Exercise requirements: Below are the records. How many of their lines contain "LeaveRoom"? Give only the number.

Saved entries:
——————

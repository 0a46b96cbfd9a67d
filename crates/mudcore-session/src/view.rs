//! The visibility & rendering engine.
//!
//! For every published event and every connected viewer this module
//! answers two questions: does the viewer see it, and how is it phrased?
//! Both are keyed on `(kind, is_self)` where `is_self` compares session
//! handles, never display names.
//!
//! Visibility is always evaluated at the viewer, never at the sender.
//! That is what lets one broadcast bus serve every room with no per-room
//! channel plumbing: each deliver loop pays a constant filtering cost
//! per event, which is nothing at human typing speed.
//!
//! Room membership is read from the registry at delivery time, with two
//! exceptions that snapshot their room into the event body because the
//! registry has already moved on by delivery time: `LeaveRoom` (the
//! sender is already in the new room) and `Quit` (the sender is gone
//! entirely).

use mudcore_protocol::{ColorToken, Event, EventKind, PlayerName, RoomId, SessionId};
use mudcore_world::Registry;

/// One renderable output line: text plus its semantic color.
#[derive(Debug, Clone, PartialEq, Eq)]
pub struct Line {
    pub text: String,
    pub color: ColorToken,
}

impl Line {
    fn new(color: ColorToken, text: String) -> Self {
        Self { text, color }
    }
}

/// Decides whether `viewer` sees `event`, and renders it if so.
///
/// Returns `None` for "not visible" — the deliver loop writes nothing,
/// never a blank line. A registry miss for the viewer or the sender
/// (player vanished mid-delivery) also returns `None`: the render is
/// skipped and the deliver loop carries on. It is never fatal to the
/// session, let alone the process.
pub fn render_for<R: Registry>(
    event: &Event,
    viewer: &PlayerName,
    viewer_id: SessionId,
    registry: &R,
) -> Option<Line> {
    let is_self = event.origin == viewer_id;

    // -- Visibility --------------------------------------------------------
    let visible = match event.kind {
        EventKind::Say | EventKind::Emote | EventKind::Join => same_room(event, viewer, registry)?,
        EventKind::Tell => is_self || event.addressee.as_ref() == Some(viewer),
        EventKind::Shout => true,
        EventKind::EnterRoom => !is_self && same_room(event, viewer, registry)?,
        EventKind::LeaveRoom => !is_self && in_room(viewer, &event.body, registry)?,
        // Your own quit always echoes back (if your deliver loop is
        // still attached); others need the snapshotted room.
        EventKind::Quit => is_self || in_room(viewer, &event.body, registry)?,
        EventKind::Who => is_self,
    };
    if !visible {
        return None;
    }

    // -- Phrasing ----------------------------------------------------------
    let from = &event.sender;
    let text = &event.body;
    let line = match (event.kind, is_self) {
        (EventKind::Say, true) => Line::new(ColorToken::Speech, format!("You say \"{text}\".")),
        (EventKind::Say, false) => {
            Line::new(ColorToken::Speech, format!("{from} says \"{text}\"."))
        }
        (EventKind::Tell, true) => {
            let to = event.addressee.as_ref()?;
            Line::new(ColorToken::Private, format!("You tell {to} \"{text}\"."))
        }
        (EventKind::Tell, false) => {
            Line::new(ColorToken::Private, format!("{from} tells you \"{text}\"."))
        }
        // Self-emote deliberately reads like everyone else's view:
        // `/me waves` echoes `Alice waves.` — conjugating arbitrary
        // user text into second person is not possible.
        (EventKind::Emote, _) => Line::new(ColorToken::Action, format!("{from} {text}.")),
        (EventKind::Shout, true) => Line::new(ColorToken::Loud, format!("You shout \"{text}\".")),
        (EventKind::Shout, false) => {
            Line::new(ColorToken::Loud, format!("{from} shouts \"{text}\"."))
        }
        (EventKind::Join, true) => Line::new(ColorToken::Lifecycle, "You have joined.".into()),
        (EventKind::Join, false) => {
            Line::new(ColorToken::Lifecycle, format!("{from} has joined."))
        }
        (EventKind::Quit, true) => Line::new(ColorToken::Lifecycle, "You have quit.".into()),
        (EventKind::Quit, false) => Line::new(ColorToken::Lifecycle, format!("{from} has quit.")),
        // Movement kinds were filtered to !is_self above.
        (EventKind::EnterRoom, _) => Line::new(ColorToken::Movement, format!("{from} enters.")),
        (EventKind::LeaveRoom, _) => Line::new(ColorToken::Movement, format!("{from} leaves.")),
        (EventKind::Who, _) => render_who(event, registry)?,
    };

    Some(line)
}

/// Renders a `/who` reply for the requester: the target's profile, or a
/// not-found line. Unlike the room lookups below, a miss here is an
/// answer, not a race to skip — the requester asked a question.
fn render_who<R: Registry>(event: &Event, registry: &R) -> Option<Line> {
    let target = event.addressee.as_ref()?;
    let text = match registry.profile_of(target) {
        Ok(profile) => format!("{} is in {}.", profile.name, profile.room),
        Err(_) => format!("There is no one called {target}."),
    };
    Some(Line::new(ColorToken::Info, text))
}

/// `true` if viewer and sender are in the same room right now.
fn same_room<R: Registry>(event: &Event, viewer: &PlayerName, registry: &R) -> Option<bool> {
    let viewer_room = room_of(viewer, registry)?;
    let sender_room = room_of(&event.sender, registry)?;
    Some(viewer_room == sender_room)
}

/// `true` if the viewer is currently in the named room.
fn in_room<R: Registry>(viewer: &PlayerName, room: &str, registry: &R) -> Option<bool> {
    Some(room_of(viewer, registry)? == RoomId::new(room))
}

/// Registry lookup with the mandated miss policy: warn and skip.
fn room_of<R: Registry>(name: &PlayerName, registry: &R) -> Option<RoomId> {
    match registry.room_of(name) {
        Ok(room) => Some(room),
        Err(error) => {
            tracing::warn!(player = %name, %error, "room lookup failed during delivery, skipping render");
            None
        }
    }
}

// =========================================================================
// Tests
// =========================================================================

#[cfg(test)]
mod tests {
    use super::*;
    use mudcore_world::{InMemoryWorld, World};

    // Fixture: Alice (S-1) and Bob (S-2) in `lobby`, Carol (S-3) in `tavern`.
    fn world() -> InMemoryWorld {
        let world = InMemoryWorld::new();
        world.join(name("Alice"), RoomId::new("lobby")).unwrap();
        world.join(name("Bob"), RoomId::new("lobby")).unwrap();
        world.join(name("Carol"), RoomId::new("tavern")).unwrap();
        world
    }

    fn name(s: &str) -> PlayerName {
        PlayerName::new(s)
    }

    const ALICE: SessionId = SessionId(1);
    const BOB: SessionId = SessionId(2);
    const CAROL: SessionId = SessionId(3);

    fn text<R: Registry>(ev: &Event, viewer: &str, id: SessionId, reg: &R) -> Option<String> {
        render_for(ev, &name(viewer), id, reg).map(|l| l.text)
    }

    // -- Say ---------------------------------------------------------------

    #[test]
    fn test_say_self_and_other_phrasing_in_same_room() {
        let world = world();
        let ev = Event::say(name("Alice"), ALICE, "hello");

        assert_eq!(
            text(&ev, "Alice", ALICE, &world).as_deref(),
            Some("You say \"hello\".")
        );
        assert_eq!(
            text(&ev, "Bob", BOB, &world).as_deref(),
            Some("Alice says \"hello\".")
        );
    }

    #[test]
    fn test_say_invisible_across_rooms() {
        let world = world();
        let ev = Event::say(name("Alice"), ALICE, "hello");

        assert!(text(&ev, "Carol", CAROL, &world).is_none());
    }

    #[test]
    fn test_say_uses_room_at_delivery_time_not_publish_time() {
        let world = world();
        let ev = Event::say(name("Alice"), ALICE, "hello");
        // Carol walks into the lobby after the event was published.
        world.move_to(&name("Carol"), RoomId::new("lobby")).unwrap();

        assert_eq!(
            text(&ev, "Carol", CAROL, &world).as_deref(),
            Some("Alice says \"hello\".")
        );
    }

    // -- Tell --------------------------------------------------------------

    #[test]
    fn test_tell_reaches_only_sender_and_addressee() {
        let world = world();
        // Carol is in another room — tells ignore rooms entirely.
        let ev = Event::tell(name("Alice"), ALICE, name("Carol"), "psst");

        assert_eq!(
            text(&ev, "Alice", ALICE, &world).as_deref(),
            Some("You tell Carol \"psst\".")
        );
        assert_eq!(
            text(&ev, "Carol", CAROL, &world).as_deref(),
            Some("Alice tells you \"psst\".")
        );
        // Bob shares Alice's room and still sees nothing.
        assert!(text(&ev, "Bob", BOB, &world).is_none());
    }

    // -- Emote -------------------------------------------------------------

    #[test]
    fn test_emote_is_third_person_for_everyone_including_self() {
        let world = world();
        let ev = Event::emote(name("Alice"), ALICE, "waves");

        assert_eq!(text(&ev, "Alice", ALICE, &world).as_deref(), Some("Alice waves."));
        assert_eq!(text(&ev, "Bob", BOB, &world).as_deref(), Some("Alice waves."));
        assert!(text(&ev, "Carol", CAROL, &world).is_none());
    }

    // -- Shout -------------------------------------------------------------

    #[test]
    fn test_shout_crosses_rooms() {
        let world = world();
        let ev = Event::shout(name("Alice"), ALICE, "help");

        assert_eq!(
            text(&ev, "Alice", ALICE, &world).as_deref(),
            Some("You shout \"help\".")
        );
        assert_eq!(
            text(&ev, "Carol", CAROL, &world).as_deref(),
            Some("Alice shouts \"help\".")
        );
    }

    // -- Lifecycle ---------------------------------------------------------

    #[test]
    fn test_join_visible_to_same_room_only() {
        let world = world();
        let ev = Event::join(name("Alice"), ALICE);

        assert_eq!(text(&ev, "Alice", ALICE, &world).as_deref(), Some("You have joined."));
        assert_eq!(text(&ev, "Bob", BOB, &world).as_deref(), Some("Alice has joined."));
        assert!(text(&ev, "Carol", CAROL, &world).is_none());
    }

    #[test]
    fn test_quit_visible_via_snapshotted_room_after_removal() {
        let world = world();
        let ev = Event::quit(name("Alice"), ALICE, &RoomId::new("lobby"));
        // By delivery time the registry has forgotten Alice entirely.
        world.remove(&name("Alice")).unwrap();

        assert_eq!(text(&ev, "Bob", BOB, &world).as_deref(), Some("Alice has quit."));
        assert!(text(&ev, "Carol", CAROL, &world).is_none());
    }

    #[test]
    fn test_own_quit_echoes_even_after_removal() {
        let world = world();
        let ev = Event::quit(name("Alice"), ALICE, &RoomId::new("lobby"));
        world.remove(&name("Alice")).unwrap();

        assert_eq!(text(&ev, "Alice", ALICE, &world).as_deref(), Some("You have quit."));
    }

    // -- Room transitions --------------------------------------------------

    #[test]
    fn test_enter_room_announced_to_new_room_not_self() {
        let world = world();
        // Carol moved lobby-ward; the registry already reflects it.
        world.move_to(&name("Carol"), RoomId::new("lobby")).unwrap();
        let ev = Event::enter_room(name("Carol"), CAROL);

        assert_eq!(text(&ev, "Bob", BOB, &world).as_deref(), Some("Carol enters."));
        assert!(text(&ev, "Carol", CAROL, &world).is_none());
    }

    #[test]
    fn test_leave_room_announced_to_old_room_via_snapshot() {
        let world = world();
        let old = world.move_to(&name("Bob"), RoomId::new("tavern")).unwrap();
        let ev = Event::leave_room(name("Bob"), BOB, &old);

        // Alice is still in the departed room and sees it.
        assert_eq!(text(&ev, "Alice", ALICE, &world).as_deref(), Some("Bob leaves."));
        // Bob himself does not, and neither does the destination room.
        assert!(text(&ev, "Bob", BOB, &world).is_none());
        assert!(text(&ev, "Carol", CAROL, &world).is_none());
    }

    // -- Who ---------------------------------------------------------------

    #[test]
    fn test_who_answers_only_the_requester() {
        let world = world();
        let ev = Event::who(name("Alice"), ALICE, name("Carol"));

        assert_eq!(
            text(&ev, "Alice", ALICE, &world).as_deref(),
            Some("Carol is in tavern.")
        );
        assert!(text(&ev, "Bob", BOB, &world).is_none());
        assert!(text(&ev, "Carol", CAROL, &world).is_none());
    }

    #[test]
    fn test_who_unknown_player_renders_not_found_to_requester() {
        let world = world();
        let ev = Event::who(name("Alice"), ALICE, name("Mallory"));

        assert_eq!(
            text(&ev, "Alice", ALICE, &world).as_deref(),
            Some("There is no one called Mallory.")
        );
    }

    // -- Failure semantics -------------------------------------------------

    #[test]
    fn test_sender_vanished_skips_render_for_room_scoped_kinds() {
        let world = world();
        let ev = Event::say(name("Alice"), ALICE, "hello");
        world.remove(&name("Alice")).unwrap();

        assert!(text(&ev, "Bob", BOB, &world).is_none());
    }

    #[test]
    fn test_self_and_other_phrasing_never_both_emitted() {
        let world = world();
        let ev = Event::say(name("Alice"), ALICE, "hello");

        // Exactly one phrasing per viewer: Alice gets self, Bob other.
        let alice = text(&ev, "Alice", ALICE, &world).unwrap();
        let bob = text(&ev, "Bob", BOB, &world).unwrap();
        assert!(alice.starts_with("You "));
        assert!(bob.starts_with("Alice "));
    }

    #[test]
    fn test_colors_follow_event_kind() {
        let world = world();
        let say = Event::say(name("Alice"), ALICE, "hi");
        let shout = Event::shout(name("Alice"), ALICE, "hi");

        assert_eq!(
            render_for(&say, &name("Bob"), BOB, &world).unwrap().color,
            ColorToken::Speech
        );
        assert_eq!(
            render_for(&shout, &name("Bob"), BOB, &world).unwrap().color,
            ColorToken::Loud
        );
    }
}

——————

Task result: 3